It was dark.  We really had little choice of it, since there was no electricity.

We lit a candle.  I don't remember where it came from.

We didn't have any furniture yet, just a few boxes.

There was a bag.  A paper sack.  We ripped it into individual pieces.

On each piece, we wrote a letter of the alphabet.  Two more pieces for "yes" and "no".

We arranged the letters in a circle on the bare countertop.





Then there was this cheapo piece of metal, like a disposable ashtray or something.  We bent it to fit our needs.

I don't remember the questions.  

The answers, though, were getting creepy.

Then "we" started to spell something.

Midway, Guano blew all the bits of paper sack, scattering them off and around the countertop.

We all shook our hands about, as if we'd just seen a...

SH*T!  Turn on the lights!....  CRAP!!



I'm losing it with Mama Kat again this week.

2.) Spooky! Tell us about your encounter with a Ouija board!

...not that I believe any of that Ouija stuff... heh....

Wednesday, October 31, 2012

for the holidays!

---------------------------The following is based on actual events--------------------------


It was the summer of my 15th year.  I was young, adventurous, stupid,  innocent...

There was a new family in town.  The father worked at the college where my dad also worked.   They had a daughter and had invited me over.
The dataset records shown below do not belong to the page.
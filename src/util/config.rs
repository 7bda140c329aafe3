use std::{env, str::FromStr, time::Duration};

// ========================// Config //======================== //

/// Configure of the App
#[derive(Debug, Clone)]
pub struct Config {
    pub server_addr: String,
    pub jwt_secret: String,
    pub jwt_issuer: Option<String>,
    pub jwt_audience: Option<String>,
    pub chat_service_addr: String,
    pub message_service_addr: String,
    pub rpc_timeout: Duration,
    pub user_channel_capacity: usize,
    pub send_timeout: Duration,
    pub heartbeat_interval: Duration,
}

impl Config {
    /// Initialize the Config from env
    pub fn from_env() -> Config {
        let server_addr = env::var("SERVER_ADDR").unwrap_or("0.0.0.0:8081".to_owned());
        let jwt_secret = env::var("JWT_SECRET").expect("failed to parse JWT_SECRET");
        let jwt_issuer = env::var("JWT_ISSUER").ok();
        let jwt_audience = env::var("JWT_AUDIENCE").ok();

        let chat_service_addr =
            env::var("CHAT_SERVICE_ADDR").unwrap_or("http://localhost:50051".to_owned());
        let message_service_addr =
            env::var("MESSAGE_SERVICE_ADDR").unwrap_or("http://localhost:50052".to_owned());

        let rpc_timeout = Duration::from_secs(parse_or("RPC_TIMEOUT_SECS", 5));
        let user_channel_capacity = parse_or("USER_CHANNEL_CAPACITY", 100);
        let send_timeout = Duration::from_millis(parse_or("SEND_TIMEOUT_MS", 2000));
        let heartbeat_interval = Duration::from_secs(parse_or("HEARTBEAT_SECS", 15));

        Config {
            server_addr,
            jwt_secret,
            jwt_issuer,
            jwt_audience,
            chat_service_addr,
            message_service_addr,
            rpc_timeout,
            user_channel_capacity,
            send_timeout,
            heartbeat_interval,
        }
    }
}

impl Default for Config {
    fn default() -> Self {
        Self {
            server_addr: "0.0.0.0:8081".to_owned(),
            jwt_secret: "secret".to_owned(),
            jwt_issuer: None,
            jwt_audience: None,
            chat_service_addr: "http://localhost:50051".to_owned(),
            message_service_addr: "http://localhost:50052".to_owned(),
            rpc_timeout: Duration::from_secs(5),
            user_channel_capacity: 100,
            send_timeout: Duration::from_millis(2000),
            heartbeat_interval: Duration::from_secs(15),
        }
    }
}

fn parse_or<T: FromStr>(key: &str, default: T) -> T {
    match env::var(key) {
        Ok(value) => value
            .parse()
            .unwrap_or_else(|_| panic!("failed to parse {}", key)),
        Err(_) => default,
    }
}
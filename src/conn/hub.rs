use super::{client::Client, state::HubState};
use crate::api::HubStatusResponse;
use crate::core::Error;
use axum::extract::ws::Message;
use futures::future::join_all;
use serde::Serialize;
use std::time::Duration;
use tokio::sync::RwLock;
use uuid::Uuid;

/// Registry of connected clients and the chats they are in.
///
/// The lock is never held across a socket write: `broadcast` snapshots the
/// members, releases the lock, then delivers.
pub struct Hub {
    inner: RwLock<HubState>,
    send_timeout: Duration,
}

impl Hub {
    pub fn new(send_timeout: Duration) -> Self {
        Self {
            inner: RwLock::new(HubState::default()),
            send_timeout,
        }
    }

    /// Register a new connection, returning the stale one it replaced
    pub async fn register(&self, client: Client) -> Option<Client> {
        let mut inner = self.inner.write().await;
        inner.register_client(client)
    }

    /// Remove the connection and its chat membership; a no-op if the
    /// connection is no longer registered
    pub async fn deregister(&self, client: &Client) -> bool {
        let mut inner = self.inner.write().await;
        inner.unregister_client(client)
    }

    pub async fn is_member(&self, user_id: Uuid, room_id: Uuid) -> bool {
        let inner = self.inner.read().await;
        inner.is_user_in(&user_id, &room_id)
    }

    /// Move the connection into the room; fails once the connection has
    /// been replaced or evicted
    pub async fn join(&self, client: &Client, room_id: Uuid) -> Result<(), Error> {
        let mut inner = self.inner.write().await;
        inner.join_room(client, room_id)
    }

    pub async fn leave(&self, client: &Client) -> Result<Uuid, Error> {
        let mut inner = self.inner.write().await;
        inner.leave_room(client)
    }

    pub async fn lookup(&self, user_id: Uuid) -> Option<Client> {
        let inner = self.inner.read().await;
        inner.client(&user_id)
    }

    /// Whether this exact connection is still the one registered for its user
    pub async fn is_registered(&self, client: &Client) -> bool {
        let inner = self.inner.read().await;
        inner
            .client(&client.user_id())
            .is_some_and(|c| c.id() == client.id())
    }

    pub async fn user_room(&self, user_id: Uuid) -> Option<Uuid> {
        let inner = self.inner.read().await;
        inner.user_room(&user_id)
    }

    pub async fn status(&self) -> HubStatusResponse {
        let inner = self.inner.read().await;
        inner.status()
    }

    /// Send the payload to every member of the room, returning how many
    /// members it reached.
    ///
    /// A member whose queue is closed or stays full is evicted; the others
    /// still receive the payload.
    pub async fn broadcast<T: Serialize>(
        &self,
        room_id: Uuid,
        payload: &T,
    ) -> Result<usize, Error> {
        let msg = Message::Text(serde_json::to_string(payload)?);

        let members = {
            let inner = self.inner.read().await;
            inner.members(&room_id)?
        };

        let results = join_all(members.iter().map(|client| {
            let msg = msg.clone();
            async move { client.send_timeout(msg, self.send_timeout).await }
        }))
        .await;

        let mut delivered = 0;
        for (client, ok) in members.iter().zip(results) {
            if ok {
                delivered += 1;
                continue;
            }
            tracing::warn!(
                "failed to send message to client {} in chat {}, removing client",
                client.user_id(),
                room_id
            );
            self.deregister(client).await;
        }

        Ok(delivered)
    }
}

impl Default for Hub {
    fn default() -> Self {
        Self::new(Duration::from_secs(2))
    }
}

// ============================== // tests // ============================== //
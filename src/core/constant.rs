pub const TOKEN_QUERY_KEY: &str = "token";
pub const BEARER_PREFIX: &str = "Bearer ";

// Inbound message types
pub const TYPE_CONNECT: &str = "connectUserToChat";
pub const TYPE_SEND: &str = "sendMessage";
pub const TYPE_DISCONNECT: &str = "disconnectUserFromChat";

pub const CLOSE_REASON_REPLACED: &str = "You have connected elsewhere";
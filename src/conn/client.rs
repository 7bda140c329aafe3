use axum::extract::ws::{CloseFrame, Message};
use std::time::Duration;
use tokio::sync::mpsc;
use uuid::Uuid;

/// A connected user as seen by the hub.
///
/// Cloning is cheap: every clone shares the same outbound queue, which the
/// connection's writer task drains into the socket.
#[derive(Clone, Debug)]
pub struct Client {
    id: Uuid,
    user_id: Uuid,
    tx: mpsc::Sender<Message>,
}

impl Client {
    pub fn new(user_id: Uuid, tx: mpsc::Sender<Message>) -> Self {
        Self {
            id: Uuid::new_v4(),
            user_id,
            tx,
        }
    }

    /// Identifies this connection, unlike `user_id` which survives reconnects
    pub fn id(&self) -> Uuid {
        self.id
    }

    pub fn user_id(&self) -> Uuid {
        self.user_id
    }

    pub async fn send(&self, msg: Message) -> bool {
        self.tx.send(msg).await.is_ok()
    }

    /// Enqueue a frame, giving up if the queue stays full for `timeout`
    pub async fn send_timeout(&self, msg: Message, timeout: Duration) -> bool {
        self.tx.send_timeout(msg, timeout).await.is_ok()
    }

    /// Ask the writer task to close the socket
    pub async fn close(&self, reason: &'static str, timeout: Duration) -> bool {
        let msg = Message::Close(Some(CloseFrame {
            code: 1000,
            reason: reason.into(),
        }));
        self.send_timeout(msg, timeout).await
    }
}
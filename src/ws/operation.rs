//! Operations a client can trigger over its connection.
//!
//! Each one validates its input, checks the user's participation with the
//! chat service, then touches the hub.

use super::event::{
    ConnectRequest, DisconnectRequest, Envelope, OutgoingMessage, SendMessageRequest,
};
use super::session::Session;
use crate::rpc::NewMessage;
use crate::{core::Error, AppState};
use time::OffsetDateTime;
use validator::Validate;

/// Join the chat named in the envelope
pub async fn connect(state: &AppState, session: &Session, envelope: Envelope) -> Result<(), Error> {
    let req = ConnectRequest::try_from(envelope)?;
    req.validate()?;
    let user_id = session.user_id();

    // check whether the user is a participant of the chat
    let exists = state
        .chats
        .user_chat_exists(user_id, req.chat_id, session.token())
        .await?;
    if !exists {
        return Err(Error::NotParticipant);
    }

    state.hub.join(session.client(), req.chat_id).await
}

/// Persist a message, then fan it out to the chat
pub async fn send_message(
    state: &AppState,
    session: &Session,
    envelope: Envelope,
) -> Result<(), Error> {
    let req = SendMessageRequest::try_from(envelope)?;
    req.validate()?;
    let user_id = session.user_id();

    // check whether the user is a participant of the chat
    let exists = state
        .chats
        .user_chat_exists(user_id, req.chat_id, session.token())
        .await?;
    if !exists {
        return Err(Error::NotParticipant);
    }

    // a participant may still not have this chat open
    if !state.hub.is_member(user_id, req.chat_id).await {
        return Err(Error::NotConnected);
    }

    // store the message before anyone sees it
    let msg = NewMessage {
        chat_id: req.chat_id,
        user_id,
        text: req.text,
        sent_at: OffsetDateTime::now_utc(),
    };
    let id = state.messages.send_message(&msg, session.token()).await?;

    let out = OutgoingMessage::new(id, msg);
    let delivered = state.hub.broadcast(out.chat_id, &out).await?;
    tracing::debug!(
        "message {} from {} delivered to {} clients in chat {}",
        out.id,
        user_id,
        delivered,
        out.chat_id
    );

    Ok(())
}

/// Leave whatever chat the user is in
pub async fn disconnect(
    state: &AppState,
    session: &Session,
    envelope: Envelope,
) -> Result<(), Error> {
    let req = DisconnectRequest::from(envelope);
    let room_id = state.hub.leave(session.client()).await?;

    if req.chat_id.is_some_and(|id| id != room_id) {
        tracing::debug!(
            "client {} asked to leave chat {:?} but was in {}",
            session.user_id(),
            req.chat_id,
            room_id
        );
    }
    Ok(())
}

// ============================== // tests // ============================== //
//! Frames exchanged over the WebSocket

use crate::core::validator as VAL;
use crate::core::{Error, ErrorKind};
use crate::rpc::NewMessage;
use axum::extract::ws::Message;
use serde::{Deserialize, Serialize};
use time::OffsetDateTime;
use uuid::Uuid;
use validator::Validate;

// ============================== // Inbound // ============================== //

/// One inbound frame.
///
/// `kind` is kept as a raw string so that unknown types still decode and can
/// be rejected by the dispatcher without dropping the connection.
#[derive(Deserialize, Debug)]
#[serde(rename_all = "camelCase")]
pub struct Envelope {
    #[serde(rename = "type")]
    pub kind: String,
    #[serde(default)]
    pub chat_id: Option<String>,
    #[serde(default)]
    pub text: Option<String>,
}

impl Envelope {
    pub fn decode(data: &[u8]) -> Result<Self, Error> {
        serde_json::from_slice(data).map_err(|e| {
            tracing::debug!("failed to decode frame: {}", e);
            Error::Protocol
        })
    }

    fn chat_id(&self) -> Result<Uuid, Error> {
        let raw = self.chat_id.as_deref().ok_or(Error::InvalidChatId)?;
        Uuid::parse_str(raw).map_err(|_| Error::InvalidChatId)
    }
}

#[derive(Debug, Validate)]
pub struct ConnectRequest {
    #[validate(custom = "VAL::validate_chat_id")]
    pub chat_id: Uuid,
}

impl TryFrom<Envelope> for ConnectRequest {
    type Error = Error;

    fn try_from(envelope: Envelope) -> Result<Self, Self::Error> {
        Ok(Self {
            chat_id: envelope.chat_id()?,
        })
    }
}

#[derive(Debug, Validate)]
pub struct SendMessageRequest {
    #[validate(custom = "VAL::validate_chat_id")]
    pub chat_id: Uuid,
    #[validate(
        length(min = 1, max = 500, message = "Must be between 1 and 500 characters"),
        custom = "VAL::validate_not_blank"
    )]
    pub text: String,
}

impl TryFrom<Envelope> for SendMessageRequest {
    type Error = Error;

    fn try_from(envelope: Envelope) -> Result<Self, Self::Error> {
        let chat_id = envelope.chat_id()?;
        Ok(Self {
            chat_id,
            text: envelope.text.unwrap_or_default(),
        })
    }
}

/// The chat id of a disconnect is informational; the hub knows the room
#[derive(Debug)]
pub struct DisconnectRequest {
    pub chat_id: Option<Uuid>,
}

impl From<Envelope> for DisconnectRequest {
    fn from(envelope: Envelope) -> Self {
        Self {
            chat_id: envelope.chat_id().ok(),
        }
    }
}

// ============================== // Outbound // ============================== //

/// A chat message fanned out to the members of a chat
#[derive(Serialize, Debug, Clone)]
#[serde(rename_all = "camelCase")]
pub struct OutgoingMessage {
    pub id: String,
    pub chat_id: Uuid,
    pub sender_id: Uuid,
    pub text: String,
    #[serde(with = "time::serde::rfc3339")]
    pub sent_at: OffsetDateTime,
}

impl OutgoingMessage {
    /// Build the frame for a persisted message
    pub fn new(id: String, msg: NewMessage) -> Self {
        let id = if id.is_empty() {
            Uuid::new_v4().to_string()
        } else {
            id
        };
        Self {
            id,
            chat_id: msg.chat_id,
            sender_id: msg.user_id,
            text: msg.text,
            sent_at: msg.sent_at,
        }
    }
}

/// A request failed; the connection stays open
#[derive(Serialize, Debug)]
pub struct ErrorEvent {
    pub error: ErrorBody,
}

#[derive(Serialize, Debug)]
pub struct ErrorBody {
    pub kind: ErrorKind,
    pub message: String,
}

impl ErrorEvent {
    pub fn to_msg(&self) -> Result<Message, Error> {
        serde_json::to_string(self)
            .map(Message::Text)
            .map_err(|_| Error::SerializeMessage)
    }
}

impl From<&Error> for ErrorEvent {
    fn from(err: &Error) -> Self {
        Self {
            error: ErrorBody {
                kind: err.kind(),
                message: err.to_string(),
            },
        }
    }
}

// ============================== // tests // ============================== //

#[cfg(test)]
mod tests {
    use super::*;
    use serde_json::{json, Value};

    #[test]
    fn decode_envelope() {
        let chat_id = Uuid::new_v4();
        let data = json!({ "type": "sendMessage", "chatId": chat_id, "text": "hi" }).to_string();

        let envelope = Envelope::decode(data.as_bytes()).unwrap();
        assert_eq!(envelope.kind, "sendMessage");

        let req = SendMessageRequest::try_from(envelope).unwrap();
        assert_eq!(req.chat_id, chat_id);
        assert_eq!(req.text, "hi");
        assert!(req.validate().is_ok());
    }

    #[test]
    fn unknown_type_still_decodes() {
        let envelope = Envelope::decode(br#"{"type":"typing"}"#).unwrap();
        assert_eq!(envelope.kind, "typing");
        assert!(envelope.chat_id.is_none());
    }

    #[test]
    fn malformed_frames() {
        assert!(matches!(Envelope::decode(b"hello"), Err(Error::Protocol)));
        assert!(matches!(Envelope::decode(br#"{"chatId":"x"}"#), Err(Error::Protocol)));
        assert!(matches!(Envelope::decode(br#"[1,2]"#), Err(Error::Protocol)));
    }

    #[test]
    fn malformed_chat_id_is_a_validation_error() {
        let data = br#"{"type":"connectUserToChat","chatId":"nope"}"#;
        let envelope = Envelope::decode(data).unwrap();
        let err = ConnectRequest::try_from(envelope).unwrap_err();
        assert_eq!(err.kind(), ErrorKind::Validation);

        let envelope = Envelope::decode(br#"{"type":"connectUserToChat"}"#).unwrap();
        assert!(matches!(
            ConnectRequest::try_from(envelope),
            Err(Error::InvalidChatId)
        ));
    }

    #[test]
    fn nil_chat_id_fails_validation() {
        let req = ConnectRequest {
            chat_id: Uuid::nil(),
        };
        assert!(req.validate().is_err());
    }

    #[test]
    fn text_limits() {
        let chat_id = Uuid::new_v4();
        let blank = SendMessageRequest {
            chat_id,
            text: "   ".into(),
        };
        assert!(blank.validate().is_err());

        let empty = SendMessageRequest {
            chat_id,
            text: String::new(),
        };
        assert!(empty.validate().is_err());

        let long = SendMessageRequest {
            chat_id,
            text: "x".repeat(501),
        };
        assert!(long.validate().is_err());

        let max = SendMessageRequest {
            chat_id,
            text: "é".repeat(500),
        };
        assert!(max.validate().is_ok());
    }

    #[test]
    fn outgoing_message_shape() {
        let msg = NewMessage {
            chat_id: Uuid::new_v4(),
            user_id: Uuid::new_v4(),
            text: "hi".into(),
            sent_at: OffsetDateTime::from_unix_timestamp(1_700_000_000).unwrap(),
        };
        let out = OutgoingMessage::new("42".into(), msg.clone());

        let value: Value = serde_json::to_value(&out).unwrap();
        assert_eq!(value["id"], "42");
        assert_eq!(value["chatId"], msg.chat_id.to_string());
        assert_eq!(value["senderId"], msg.user_id.to_string());
        assert_eq!(value["text"], "hi");
        assert_eq!(value["sentAt"], "2023-11-14T22:13:20Z");

        let out = OutgoingMessage::new(String::new(), msg);
        assert!(Uuid::parse_str(&out.id).is_ok());
    }

    #[test]
    fn error_frame_shape() {
        let msg = ErrorEvent::from(&Error::NotConnected).to_msg().unwrap();
        let Message::Text(text) = msg else {
            panic!("expected a text frame");
        };
        let value: Value = serde_json::from_str(&text).unwrap();
        assert_eq!(value["error"]["kind"], "state");
        assert_eq!(
            value["error"]["message"],
            "Client is not connected to this chat"
        );
    }
}
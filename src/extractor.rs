use crate::core::{constant::TOKEN_QUERY_KEY, Error};
use crate::AppState;
use axum::{
    async_trait,
    extract::{FromRequestParts, Query},
    http::request::Parts,
};
use axum_extra::{
    headers::{authorization::Bearer, Authorization},
    typed_header::TypedHeaderRejectionReason,
    TypedHeader,
};
use std::{collections::HashMap, sync::Arc};
use uuid::Uuid;

// ========================// SocketGuard //======================== //

/// Provide authentication for websocket connection.
///
/// The token comes from the `Authorization` header, or from the `token`
/// query parameter when the header is absent.
pub struct SocketGuard {
    pub user_id: Uuid,
    pub token: String,
}

#[async_trait]
impl FromRequestParts<Arc<AppState>> for SocketGuard {
    type Rejection = Error;

    async fn from_request_parts(
        parts: &mut Parts,
        state: &Arc<AppState>,
    ) -> Result<Self, Self::Rejection> {
        let token = match TypedHeader::<Authorization<Bearer>>::from_request_parts(parts, state)
            .await
        {
            Ok(TypedHeader(Authorization(bearer))) => bearer.token().to_owned(),
            Err(e) if matches!(e.reason(), TypedHeaderRejectionReason::Missing) => {
                token_from_query(parts, state).await?
            }
            Err(e) => return Err(e.into()),
        };

        let claims = state.jwt.verify(&token)?;
        Ok(SocketGuard {
            user_id: claims.sub,
            token,
        })
    }
}

// Browsers cannot set headers on a websocket handshake
async fn token_from_query(parts: &mut Parts, state: &Arc<AppState>) -> Result<String, Error> {
    let Query(mut query) =
        Query::<HashMap<String, String>>::from_request_parts(parts, state).await?;
    query
        .remove(TOKEN_QUERY_KEY)
        .filter(|token| !token.is_empty())
        .ok_or(Error::Unauthorized)
}

// ============================== // tests // ============================== //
I remember now that my dad had misgivings about them.  He thought the man strange for some reason.  Said he didn't quite blend in with the rest of the faculty.  But my mom blew that off as to them just being new in town and not knowing many people yet.  After all, ours was a small and sometimes odd town.

Her dad arrived in a red Jeep to pick me up.  He was quiet, maybe a little nervous, the whole time driving.  Was he already anticipating what would come to pass?

We arrived at her house where she and I were introduced.  She seemed nice enough.  Longish blonde hair and a friendly face.  Outgoing even.  Rather mature for her age.  I looked forward to hanging out with her, we seemed easy friends right away.

We goofed around in her backyard with the family dog.  While doing so, her parents let us know that they were going out for a little while.  No problem, we'd hang out at the house.

It was starting to get dark, so we went inside with the dog and settled down to play a card game on the floor.  I vividly remember sitting cross-legged on the floor of her living room, she was sitting opposite from me.  Our game was progressing in a typical manner one minute, but the next, things got...  weird.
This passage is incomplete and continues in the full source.